(Dataset entries)
· · ·

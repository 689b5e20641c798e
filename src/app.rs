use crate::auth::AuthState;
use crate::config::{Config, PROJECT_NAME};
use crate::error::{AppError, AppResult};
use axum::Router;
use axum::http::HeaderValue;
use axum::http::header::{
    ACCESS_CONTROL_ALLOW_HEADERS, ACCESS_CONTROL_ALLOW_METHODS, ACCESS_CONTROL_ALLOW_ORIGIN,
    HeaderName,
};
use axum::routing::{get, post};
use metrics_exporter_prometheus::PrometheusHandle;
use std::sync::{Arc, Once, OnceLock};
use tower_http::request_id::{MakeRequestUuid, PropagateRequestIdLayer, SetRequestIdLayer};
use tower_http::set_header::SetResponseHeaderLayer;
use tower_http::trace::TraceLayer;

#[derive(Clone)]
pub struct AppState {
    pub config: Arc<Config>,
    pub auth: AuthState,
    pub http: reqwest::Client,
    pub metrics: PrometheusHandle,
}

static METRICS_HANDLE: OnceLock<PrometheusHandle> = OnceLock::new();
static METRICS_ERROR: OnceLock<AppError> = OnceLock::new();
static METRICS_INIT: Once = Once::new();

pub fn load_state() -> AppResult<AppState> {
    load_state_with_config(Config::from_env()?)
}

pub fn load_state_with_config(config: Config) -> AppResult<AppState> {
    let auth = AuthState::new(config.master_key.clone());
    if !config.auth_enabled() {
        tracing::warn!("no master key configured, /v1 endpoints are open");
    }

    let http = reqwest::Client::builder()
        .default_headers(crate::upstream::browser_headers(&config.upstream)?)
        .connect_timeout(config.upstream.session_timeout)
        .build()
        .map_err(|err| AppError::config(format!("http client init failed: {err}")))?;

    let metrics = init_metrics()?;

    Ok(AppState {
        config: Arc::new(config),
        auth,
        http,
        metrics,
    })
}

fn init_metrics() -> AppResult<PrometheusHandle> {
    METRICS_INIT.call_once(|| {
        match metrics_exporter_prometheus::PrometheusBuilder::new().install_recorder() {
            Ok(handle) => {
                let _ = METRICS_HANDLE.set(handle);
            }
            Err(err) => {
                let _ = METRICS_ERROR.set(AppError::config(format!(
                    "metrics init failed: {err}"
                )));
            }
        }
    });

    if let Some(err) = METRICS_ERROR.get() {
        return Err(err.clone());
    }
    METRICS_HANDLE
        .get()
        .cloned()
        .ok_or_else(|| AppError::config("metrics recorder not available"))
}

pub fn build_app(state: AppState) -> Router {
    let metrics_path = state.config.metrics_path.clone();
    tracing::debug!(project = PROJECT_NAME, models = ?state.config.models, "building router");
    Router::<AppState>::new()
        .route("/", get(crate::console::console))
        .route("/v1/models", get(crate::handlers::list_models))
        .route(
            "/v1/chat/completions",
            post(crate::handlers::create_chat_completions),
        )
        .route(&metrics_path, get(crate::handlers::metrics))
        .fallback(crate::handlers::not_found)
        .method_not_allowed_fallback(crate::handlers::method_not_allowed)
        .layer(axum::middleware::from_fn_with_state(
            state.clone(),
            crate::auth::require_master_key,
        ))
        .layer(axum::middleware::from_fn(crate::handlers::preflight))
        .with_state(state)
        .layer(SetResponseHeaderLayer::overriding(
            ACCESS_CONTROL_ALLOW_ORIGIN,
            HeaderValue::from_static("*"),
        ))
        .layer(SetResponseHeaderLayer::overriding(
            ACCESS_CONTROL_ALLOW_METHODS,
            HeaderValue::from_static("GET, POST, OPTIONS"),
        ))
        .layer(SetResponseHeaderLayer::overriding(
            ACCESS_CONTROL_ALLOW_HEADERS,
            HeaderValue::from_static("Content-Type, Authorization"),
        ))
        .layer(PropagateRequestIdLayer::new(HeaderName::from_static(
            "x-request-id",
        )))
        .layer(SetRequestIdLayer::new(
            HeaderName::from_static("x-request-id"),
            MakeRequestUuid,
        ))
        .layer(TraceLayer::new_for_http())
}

· · ·

▶ PROBLEM TO WORK ON
All lines above that hold the string "reqwest" should be copied.

▶ RESULT
    pub http: reqwest::Client,
    let http = reqwest::Client::builder()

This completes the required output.